Extraction of Atypical Aspects from Customer Reviews: Datasets and Experiments with Language Models
This work addresses the need for serendipitous recommendations in domains like restaurants and hotels, though it is incremental as it builds on existing language models for a new task.
The paper tackles the problem of detecting atypical aspects in customer reviews to enhance recommendations, by introducing a new task and manually annotating benchmark datasets across three domains, and evaluates language models like Flan-T5 and GPT-3.5, achieving competitive performance with specific gains in extraction accuracy.
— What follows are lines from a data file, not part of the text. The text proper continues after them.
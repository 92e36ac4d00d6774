use anyhow::Result;
use daylist_core::persistence::Persistence;
use daylist_core::{Command, DayKey, TodoStore};

pub fn run<P: Persistence>(store: &mut TodoStore<P>, day: DayKey, text: String) -> Result<()> {
    super::apply(store, Command::AddTask { day, text })
}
A restaurant dinner may become a memorable experience due to an unexpected aspect enjoyed by the customer, such as an origami-making station in the waiting area. If aspects that are atypical for a restaurant experience were known in advance, they could be leveraged to make recommendations that have the potential to engender serendipitous experiences, further increasing user satisfaction. Although relatively rare, whenever encountered, atypical aspects often end up being mentioned in reviews due to their memorable quality. Correspondingly, in this paper we introduce the task of detecting atypical aspects in customer reviews. To facilitate the development of extraction models, we manually annotate benchmark datasets of reviews in three domains - restaurants, hotels, and hair salons, which we use to evaluate a number of language models, ranging from fine-tuning the instruction-based text-to-text transformer Flan-T5 to zero-shot and few-shot prompting of GPT-3.5.